## What you should do
Your answer should consist solely of the lines from the first line of the data through the line with "DeriveEntityModel, Serialize, Deserialize)]", each reproduced exactly.

Segment Start: Exercise data

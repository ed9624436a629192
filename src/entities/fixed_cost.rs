//! Fixed cost entity - Recurring monthly charges (rent, salaries, software...).
//!
//! A fixed cost is active for exactly `qtd_months` consecutive calendar months
//! starting at the month of `start_date`.

use sea_orm::entity::prelude::*;
use serde::{Deserialize, Serialize};

/// Fixed cost database model
#[derive(Clone, Debug, PartialEq, DeriveEntityModel, Serialize, Deserialize)]
#[sea_orm(table_name = "fixed_costs")]
pub struct Model {
    /// Unique identifier for the fixed cost
    #[sea_orm(primary_key)]
    pub id: i64,
    /// Company paying the cost
    pub company_id: i64,
    /// Short name (e.g., "Aluguel galpão")
    pub name: String,
    /// Free-text category (e.g., "Fixo", "Variável", "Salários")
    pub category: String,
    /// Amount charged every active month
    pub monthly_value: Decimal,
    /// First day the cost applies; only its month and year matter
    pub start_date: Date,
    /// Number of consecutive months the cost is active (at least 1)
    pub qtd_months: i32,
    /// Optional description
    pub description: Option<String>,
    /// When the cost was recorded
    pub created_at: DateTimeUtc,
}

/// Defines relationships between `FixedCost` and other entities
#[derive(Copy, Clone, Debug, EnumIter, DeriveRelation)]
pub enum Relation {
    /// Each fixed cost belongs to one company
    #[sea_orm(
        belongs_to = "super::company::Entity",
        from = "Column::CompanyId",
        to = "super::company::Column::Id"
    )]
    Company,
}

impl Related<super::company::Entity> for Entity {
    fn to() -> RelationDef {
        Relation::Company.def()
    }
}

impl ActiveModelBehavior for ActiveModel {}
use commission_desk::{
    bot,
    config::{database, settings},
    core::company,
    errors::{Error, Result},
};
use dotenvy::dotenv;
use std::env;
use tracing::{error, info};
use tracing_subscriber::EnvFilter;

#[tokio::main]
async fn main() -> Result<()> {
    // 1. Initialize tracing (as early as possible)
    tracing_subscriber::fmt()
        .with_env_filter(
            EnvFilter::try_from_default_env().unwrap_or_else(|_| EnvFilter::new("info")),
        )
        .init();

    // 2. Load .env file; env vars can also be set externally
    dotenv().ok();
    info!("Attempted to load .env file.");

    // 3. Connect and make sure every table exists
    let db = database::create_connection()
        .await
        .inspect_err(|e| error!("Failed to connect to database: {}", e))?;
    database::create_tables(&db)
        .await
        .inspect(|()| info!("Database initialized successfully."))
        .inspect_err(|e| error!("Failed to create tables: {}", e))?;

    // 4. Seed companies and salespersons from config.toml, if present
    let seed = settings::load_default_settings()?;
    company::seed_companies(&db, &seed)
        .await
        .inspect_err(|e| error!("Failed to seed companies: {}", e))?;

    // 5. Run the bot
    // DISCORD_BOT_TOKEN is read here, directly before use
    let token = env::var("DISCORD_BOT_TOKEN")
        .inspect_err(|e| error!("DISCORD_BOT_TOKEN not found: {}", e))
        .map_err(Error::EnvVar)?;

    bot::run_bot(token, db).await
}
impl Config {
    /// Create a configuration with the default economic assumptions.
    pub fn new(name: impl Into<String>, consumption_kw: Vec<f64>, hours_per_timestep: Hours) -> Self {
        Config {
            name: name.into(),
            consumption_kw,
            hours_per_timestep,
            timestamps: None,
            prices: PriceParameters::default(),
            add_storage: true,
            storage: StorageParameters::default(),
            add_solar: false,
            pv: PvParameters::default(),
            interest_rate: default_interest_rate(),
        }
    }

    /// Number of timesteps implied by the consumption series
    pub fn n_timesteps(&self) -> usize {
        self.consumption_kw.len()
    }

    /// Check the whole configuration once, before any model is built.
    ///
    /// Every supplied timeseries must have exactly `n_timesteps` entries; a mismatch is
    /// a hard error, never silently truncated. Requesting solar without an availability
    /// series is also an error: the core never invents weather data.
    pub fn validate(&self) -> ValidationResult<()> {
        let n = self.n_timesteps();
        if n == 0 {
            return Err(ValidationError::new("consumption timeseries is empty"));
        }
        if self.hours_per_timestep.value() <= 0.0 {
            return Err(ValidationError::new(format!(
                "hours_per_timestep must be positive (got {})",
                self.hours_per_timestep.value()
            )));
        }
        if self.consumption_kw.iter().any(|v| !v.is_finite()) {
            return Err(ValidationError::new(
                "consumption timeseries contains non-finite values",
            ));
        }

        if let Some(timestamps) = &self.timestamps {
            if timestamps.len() != n {
                return Err(length_mismatch("timestamps", timestamps.len(), n));
            }
        }

        self.validate_prices(n)?;

        if self.add_storage {
            self.validate_storage()?;
        }
        self.validate_pv(n)?;

        if self.interest_rate.value() < 0.0 {
            return Err(ValidationError::new("interest_rate must not be negative"));
        }

        Ok(())
    }

    fn validate_prices(&self, n: usize) -> ValidationResult<()> {
        let prices = &self.prices;
        if let Some(series) = &prices.series_eur_per_kwh {
            if series.len() != n {
                return Err(length_mismatch("price timeseries", series.len(), n));
            }
            if series.iter().any(|v| !v.is_finite()) {
                return Err(ValidationError::new(
                    "price timeseries contains non-finite values",
                ));
            }
        }
        if prices.series_eur_per_kwh.is_none() && prices.producer_energy_price.is_none() {
            return Err(ValidationError::new(
                "no price information found; provide either a producer energy price \
                 or a price timeseries",
            ));
        }
        if prices.overwrite_price_series && prices.producer_energy_price.is_none() {
            return Err(ValidationError::new(
                "overwrite_price_series requires a producer energy price",
            ));
        }
        Ok(())
    }

    fn validate_storage(&self) -> ValidationResult<()> {
        let storage = &self.storage;
        for (name, value) in [
            ("charge_efficiency", storage.charge_efficiency),
            ("discharge_efficiency", storage.discharge_efficiency),
        ] {
            if !(value.value() > 0.0 && value.value() <= 1.0) {
                return Err(ValidationError::new(format!(
                    "storage {name} must be in (0, 1] (got {})",
                    value.value()
                )));
            }
        }
        for (name, value) in [
            ("charge_rate", storage.charge_rate),
            ("discharge_rate", storage.discharge_rate),
        ] {
            if value.value() <= 0.0 {
                return Err(ValidationError::new(format!(
                    "storage {name} must be positive (got {})",
                    value.value()
                )));
            }
        }
        if storage.lifetime == 0 || storage.inverter_lifetime == 0 {
            return Err(ValidationError::new("asset lifetimes must be at least one year"));
        }
        if storage.cyclic_lifetime <= 0.0 {
            return Err(ValidationError::new("storage cyclic_lifetime must be positive"));
        }
        Ok(())
    }

    fn validate_pv(&self, n: usize) -> ValidationResult<()> {
        let pv = &self.pv;
        if self.add_solar {
            let Some(availability) = &pv.availability else {
                return Err(ValidationError::new(
                    "add_solar requested but no PV availability timeseries supplied",
                ));
            };
            if availability.len() != n {
                return Err(length_mismatch("PV availability", availability.len(), n));
            }
            if availability.iter().any(|v| !(0.0..=1.0).contains(v)) {
                return Err(ValidationError::new(
                    "PV availability values must be between 0 and 1",
                ));
            }
            if pv.lifetime == 0 {
                return Err(ValidationError::new("asset lifetimes must be at least one year"));
            }
        }
        if let Some(existing) = &pv.existing_generation_kw {
            if existing.len() != n {
                return Err(length_mismatch("existing PV generation", existing.len(), n));
            }
            if existing.iter().any(|v| !v.is_finite() || *v < 0.0) {
                return Err(ValidationError::new(
                    "existing PV generation must be finite and non-negative",
                ));
            }
        }
        Ok(())
    }

    /// Resolve the per-timestep producer energy price.
    ///
    /// A scalar producer price stands in for a missing series; the overwrite flag
    /// replaces a supplied series with the scalar.
    pub fn resolved_price_series(&self) -> ValidationResult<Vec<MoneyPerEnergy>> {
        let prices = &self.prices;
        match &prices.series_eur_per_kwh {
            Some(series) if !prices.overwrite_price_series => {
                Ok(series.iter().map(|p| MoneyPerEnergy(*p)).collect())
            }
            _ => {
                let Some(price) = prices.producer_energy_price else {
                    return Err(ValidationError::new(
                        "no price information found; provide either a producer energy price \
                         or a price timeseries",
                    ));
                };
                Ok(vec![price; self.n_timesteps()])
            }
        }
    }
}
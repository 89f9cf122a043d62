//! The constraint rows of the peak-shaving problem.
use super::{PvVariables, StorageVariables, VariableMap};
use crate::config::StorageParameters;
use crate::units::Hours;
use highs::RowProblem as Problem;
use itertools::izip;

/// Add the per-timestep energy conservation equality.
///
/// `consumption_t = grid_t + discharge_t + pv_t + existing_pv_t - charge_t`
///
/// This is the single hard coupling constraint; every subsystem's dispatch variable
/// appears in exactly one balance equation per timestep.
pub fn add_energy_balance_constraints(
    problem: &mut Problem,
    variables: &VariableMap,
    consumption: &[f64],
) {
    let mut terms = Vec::new();
    for (t, demand) in consumption.iter().enumerate() {
        terms.push((variables.grid_import[t], 1.0));

        if let Some(storage) = &variables.storage {
            terms.push((storage.discharge[t], 1.0));
            terms.push((storage.charge[t], -1.0));
        }
        if let Some(pv) = &variables.pv {
            terms.push((pv.generation[t], 1.0));
        }
        if let Some(existing_pv) = &variables.existing_pv {
            terms.push((existing_pv[t], 1.0));
        }

        problem.add_row(*demand..=*demand, terms.drain(0..));
    }
}

/// Constrain the grid capacity variable to cover the import of every timestep.
///
/// Expressing the peak this way, rather than as a post-hoc maximum, lets the solver
/// co-optimise capacity with dispatch.
pub fn add_grid_capacity_constraints(problem: &mut Problem, variables: &VariableMap) {
    for import in &variables.grid_import {
        problem.add_row(..=0.0, [(*import, 1.0), (variables.grid_capacity, -1.0)]);
    }
}

/// Add the storage state transition, reservoir bounds and conversion rate limits.
///
/// The reservoir starts empty and no wraparound is assumed. Charge and discharge are
/// powers, so the state transition scales them by the timestep length.
pub fn add_storage_constraints(
    problem: &mut Problem,
    storage: &StorageVariables,
    params: &StorageParameters,
    hours: Hours,
) {
    let h = hours.value();
    let charge_gain = params.charge_efficiency.value() * h;
    let discharge_loss = h / params.discharge_efficiency.value();

    // soc_t - soc_{t-1} - gain * charge_t + loss * discharge_t = 0, with soc_{-1} = 0
    for (t, (soc, charge, discharge)) in
        izip!(&storage.state_of_charge, &storage.charge, &storage.discharge).enumerate()
    {
        let mut terms = vec![
            (*soc, 1.0),
            (*charge, -charge_gain),
            (*discharge, discharge_loss),
        ];
        if t > 0 {
            terms.push((storage.state_of_charge[t - 1], -1.0));
        }
        problem.add_row(0.0..=0.0, terms);
    }

    for soc in &storage.state_of_charge {
        problem.add_row(..=0.0, [(*soc, 1.0), (storage.capacity, -1.0)]);
    }

    // Conversion limits are multiples of the reservoir size (per hour)
    let charge_rate = params.charge_rate.value();
    let discharge_rate = params.discharge_rate.value();
    for (charge, discharge) in izip!(&storage.charge, &storage.discharge) {
        problem.add_row(..=0.0, [(*charge, 1.0), (storage.capacity, -charge_rate)]);
        problem.add_row(
            ..=0.0,
            [(*discharge, 1.0), (storage.capacity, -discharge_rate)],
        );
    }
}

/// Cap new-PV generation by the weather profile times the installed capacity.
pub fn add_pv_availability_constraints(
    problem: &mut Problem,
    pv: &PvVariables,
    availability: &[f64],
) {
    for (generation, fraction) in izip!(&pv.generation, availability) {
        problem.add_row(..=0.0, [(*generation, 1.0), (pv.capacity, -fraction)]);
    }
}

Segment End: Exercise data

## Written answer
repository ed9624436a629192
filename src/entities/fixed_cost.rs
//! Fixed cost entity - Recurring monthly charges (rent, salaries, software...).
//!
//! A fixed cost is active for exactly `qtd_months` consecutive calendar months
//! starting at the month of `start_date`.

use sea_orm::entity::prelude::*;
use serde::{Deserialize, Serialize};

/// Fixed cost database model
#[derive(Clone, Debug, PartialEq, DeriveEntityModel, Serialize, Deserialize)]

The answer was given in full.